Ecotoxicology, the study of how contaminants behave and impact the environment, plays a key role in preserving biodiversity. This scientific expertise is found at both INRS and Pôle Géoscientifique de Québec (PGQ), where a key research focus is understanding the impact of human activities on natural systems. To this end, the team conducts research on modelling contamination plumes, developing decontamination strategies, and applying technologies for the remediation of contaminated sites.

Linsey Yvette Mouatchô, a doctoral student in water sciences at the INRS Eau Terre Environnement Research Centre, contributes to this work through her research on microplastics in fresh water ecosystems, particularly in the algal biofilm that colonizes waterways. Composed of microorganisms embedded in a matrix, this biofilm is critical for biodiversity and the proper functioning of freshwater ecosystems.
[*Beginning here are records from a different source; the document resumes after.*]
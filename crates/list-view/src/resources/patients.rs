//! Patients

use serde::Deserialize;
use serde_json::Value;

use super::{detail_field, text_field};
use crate::client::Method;
use crate::form::{FieldKind, FieldSpec, FormState};
use crate::format::{format_date, format_phone, is_valid_email, is_valid_phone};
use crate::query::RecordId;
use crate::resource::{ExtraAction, QuickFilter, Resource};
use crate::surface::{DetailField, DetailView};
use crate::table::{ActionKind, Cell, Column, ColumnType, RowAction, Tone};

/// Patient as serialized by the backend
#[derive(Debug, Clone, Default, PartialEq, Deserialize)]
#[serde(default)]
pub struct Patient {
    pub id: RecordId,
    pub unique_id: String,
    pub first_name: String,
    pub last_name: String,
    pub full_name: String,
    pub date_of_birth: Option<String>,
    pub age: Option<u32>,
    pub gender: String,
    pub address: Option<String>,
    pub phone: Option<String>,
    pub email: Option<String>,
    pub insurance_provider: Option<String>,
    pub emergency_contact_name: Option<String>,
    pub emergency_contact_phone: Option<String>,
    pub medical_history: Option<String>,
    pub admission_date: Option<String>,
    pub discharge_date: Option<String>,
    pub is_admitted: bool,
}

impl Patient {
    pub fn from_record(record: &Value) -> Option<Self> {
        Self::deserialize(record).ok()
    }

    /// `full_name` when the backend sent it, else first + last
    pub fn display_name(&self) -> String {
        if !self.full_name.is_empty() {
            return self.full_name.clone();
        }
        format!("{} {}", self.first_name, self.last_name).trim().to_string()
    }
}

const GENDERS: &[(&str, &str)] = &[("Male", "Male"), ("Female", "Female"), ("Other", "Other")];

const ORDERINGS: &[(&str, &str)] = &[
    ("first_name", "First name"),
    ("last_name", "Last name"),
    ("-admission_date", "Latest admission"),
];

const COLUMNS: &[Column] = &[
    Column::new("unique_id", "Patient ID", ColumnType::Text),
    Column::new("full_name", "Name", ColumnType::Text),
    Column::new("date_of_birth", "Date of Birth", ColumnType::Date),
    Column::new("gender", "Gender", ColumnType::Text),
    Column::new("phone", "Phone", ColumnType::Phone),
    Column::new("email", "Email", ColumnType::Text),
];

const FORM: &[FieldSpec] = &[
    FieldSpec::required("unique_id", "Patient ID", FieldKind::Text),
    FieldSpec::required("first_name", "First Name", FieldKind::Text),
    FieldSpec::required("last_name", "Last Name", FieldKind::Text),
    FieldSpec::required("date_of_birth", "Date of Birth", FieldKind::Date),
    FieldSpec::required("gender", "Gender", FieldKind::Select(GENDERS)),
    FieldSpec::required("phone", "Phone", FieldKind::Phone),
    FieldSpec::optional("email", "Email", FieldKind::Email),
    FieldSpec::required("address", "Address", FieldKind::TextArea),
    FieldSpec::optional("medical_history", "Medical History", FieldKind::TextArea),
];

const QUICK_FILTERS: &[QuickFilter] = &[QuickFilter {
    key: "admitted",
    label: "Admitted",
    path: "admitted_patients",
    param: None,
}];

const DISCHARGE: ExtraAction = ExtraAction {
    key: "discharge",
    method: Method::Post,
    path: "discharge",
    confirm: Some("Are you sure you want to discharge this patient?"),
    success_message: "Patient discharged successfully!",
};

const DISCHARGE_BUTTON: RowAction = RowAction {
    kind: ActionKind::Custom("discharge"),
    label: "Discharge Patient",
    tone: Tone::Warning,
};

#[derive(Debug, Clone, Copy, Default)]
pub struct Patients;

impl Resource for Patients {
    fn path(&self) -> &'static str {
        "patients"
    }

    fn singular(&self) -> &'static str {
        "Patient"
    }

    fn plural(&self) -> &'static str {
        "patients"
    }

    fn columns(&self) -> &'static [Column] {
        COLUMNS
    }

    fn form_schema(&self) -> &'static [FieldSpec] {
        FORM
    }

    fn create_title(&self) -> &'static str {
        "Create New Patient"
    }

    fn edit_title(&self) -> &'static str {
        "Edit Patient"
    }

    fn label(&self, record: &Value) -> String {
        Patient::from_record(record)
            .map(|p| p.display_name())
            .filter(|name| !name.is_empty())
            .unwrap_or_else(|| "this patient".to_string())
    }

    fn detail(&self, record: &Value) -> DetailView {
        let patient = Patient::from_record(record).unwrap_or_default();
        let status = if patient.is_admitted {
            Cell::Badge { label: "Admitted".to_string(), tone: Tone::Danger }
        } else {
            Cell::Badge { label: "Discharged".to_string(), tone: Tone::Success }
        };

        DetailView {
            title: patient.display_name(),
            record_id: patient.id,
            fields: vec![
                text_field("ID", patient.unique_id.as_str()),
                text_field("Name", patient.display_name()),
                text_field("DOB", format_date(patient.date_of_birth.as_deref())),
                text_field("Age", patient.age.map(|a| format!("{} years", a)).unwrap_or_default()),
                text_field("Gender", patient.gender.as_str()),
                text_field("Phone", format_phone(patient.phone.as_deref())),
                detail_field(record, "email", "Email", ColumnType::Text),
                detail_field(record, "insurance_provider", "Insurance", ColumnType::Text),
                DetailField { label: "Status", value: status },
            ],
            notes: Some((
                "Medical History",
                patient
                    .medical_history
                    .filter(|h| !h.is_empty())
                    .unwrap_or_else(|| "No medical history recorded".to_string()),
            )),
            actions: if patient.is_admitted { vec![DISCHARGE_BUTTON] } else { Vec::new() },
        }
    }

    fn filter_keys(&self) -> &'static [&'static str] {
        &["ordering"]
    }

    fn filter_options(&self, key: &str) -> &'static [(&'static str, &'static str)] {
        match key {
            "ordering" => ORDERINGS,
            _ => &[],
        }
    }

    fn quick_filters(&self) -> &'static [QuickFilter] {
        QUICK_FILTERS
    }

    fn extra_action(&self, key: &str) -> Option<ExtraAction> {
        (key == DISCHARGE.key).then_some(DISCHARGE)
    }

    fn validate(&self, form: &FormState) -> Result<(), String> {
        validate_contact(form)
    }
}

/// Shared by patients and staff: optional email, required phone.
pub(crate) fn validate_contact(form: &FormState) -> Result<(), String> {
    if let Some(email) = form.text("email").filter(|e| !e.trim().is_empty()) {
        if !is_valid_email(email.trim()) {
            return Err(format!("\"{}\" is not a valid email address", email));
        }
    }
    if let Some(phone) = form.text("phone").filter(|p| !p.trim().is_empty()) {
        if !is_valid_phone(phone) {
            return Err(format!("\"{}\" is not a valid phone number", phone));
        }
    }
    Ok(())
}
In addition to forming the foundation of the food chain, it contributes up to 25% of the planet’s total primary production. While it is already known that biofilms can use plastic debris as a colonization substrate—forming what is known as the plastisphere—their ability to trap this debris within their matrix remains under-researched. Understanding this trapping potential is crucial, as it could significantly influence the health and overall functioning of aquatic ecosystems.

Biofilm algal sur substrat rocheux. Crédit : Linsey Yvette Mouatchô

Écrevisse à taches rouges consommant du biofilm – Crédit Guillaume RavaryOuellet

Exemple de source potentielle de rejet de microplastiques sur les sites échantillonnés. Crédit : Linsey Yvette Mouatcho

Biofilm algal sur substrat rocheux. Crédit : Linsey Yvette Mouatchô

For example, microplastics trapped within biofilms could be ingested by primary consumers that depend on them as a food resource. These particles could also alter the structure of microbial communities and reduce the diversity of species within the biofilm. Both these factors directly influence the ecosystem services biofilms provide. These observations highlight the glaring lack of studies on the interaction between biofilms and microplastics. In collaboration with researchers from Environment and Climate Change Canada, Linsey Yvette Mouatchô has demonstrated the presence of nanoplastics—plastic particles 1,000 times smaller than microplastics—within the biofilm colonizing the seagrass beds of Lake Saint-Pierre. Their study revealed a surprising amount of plastic debris, illustrating the extent of plastic pollution in our freshwater ecosystems.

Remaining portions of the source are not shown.